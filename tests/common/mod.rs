//! Shared helpers for jvs integration tests.
//!
//! All tests run against temp directories — no side effects outside them.
//! Helpers force the `copy` engine so results do not depend on the host
//! filesystem's reflink or native-clone support.
#![allow(dead_code)] // each test binary uses a different subset

use std::path::Path;

use tempfile::TempDir;

use jvs::config::JvsConfig;
use jvs::engine::EngineKind;
use jvs::model::descriptor::Descriptor;
use jvs::model::types::WorktreeName;
use jvs::repo::Repository;
use jvs::snapshot::create::{CreateOptions, create};

/// Create a fresh repository in a temp directory.
pub fn init_repo() -> (TempDir, Repository, JvsConfig) {
    let dir = TempDir::new().expect("failed to create temp dir");
    let repo = Repository::init(&dir.path().join("repo")).expect("jvs init failed");
    (dir, repo, JvsConfig::default())
}

/// The main worktree's name.
pub fn main_wt() -> WorktreeName {
    WorktreeName::main()
}

/// Write a file (creating parents) inside a worktree's payload.
pub fn write_payload(repo: &Repository, worktree: &WorktreeName, rel: &str, content: &str) {
    let path = repo.payload_root(worktree).join(rel);
    if let Some(parent) = path.parent() {
        std::fs::create_dir_all(parent).expect("mkdir failed");
    }
    std::fs::write(path, content).expect("write failed");
}

/// Read a payload file back.
pub fn read_payload(repo: &Repository, worktree: &WorktreeName, rel: &str) -> String {
    std::fs::read_to_string(repo.payload_root(worktree).join(rel)).expect("read failed")
}

/// Snapshot a worktree with a note, forcing the copy engine.
pub fn snapshot(
    repo: &Repository,
    config: &JvsConfig,
    worktree: &WorktreeName,
    note: &str,
) -> Descriptor {
    create(
        repo,
        config,
        worktree,
        &CreateOptions {
            note: Some(note.to_owned()),
            tags: Vec::new(),
            engine: Some(EngineKind::Copy),
        },
    )
    .expect("snapshot failed")
    .descriptor
}

/// Snapshot with tags.
pub fn snapshot_tagged(
    repo: &Repository,
    config: &JvsConfig,
    worktree: &WorktreeName,
    note: &str,
    tags: &[&str],
) -> Descriptor {
    create(
        repo,
        config,
        worktree,
        &CreateOptions {
            note: Some(note.to_owned()),
            tags: tags.iter().map(|&t| t.to_owned()).collect(),
            engine: Some(EngineKind::Copy),
        },
    )
    .expect("snapshot failed")
    .descriptor
}

/// Names of entries in a directory (empty for a missing one).
pub fn dir_entries(path: &Path) -> Vec<String> {
    match std::fs::read_dir(path) {
        Ok(entries) => entries
            .filter_map(std::result::Result::ok)
            .map(|e| e.file_name().to_string_lossy().into_owned())
            .collect(),
        Err(_) => Vec::new(),
    }
}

# # # #

*WORK TO COMPLETE:* Show, from the listing above, each line that contains the word "TempDir".

*TASK OUTPUT:*
use tempfile::TempDir;
pub fn init_repo() -> (TempDir, Repository, JvsConfig) {
    let dir = TempDir::new().expect("failed to create temp dir");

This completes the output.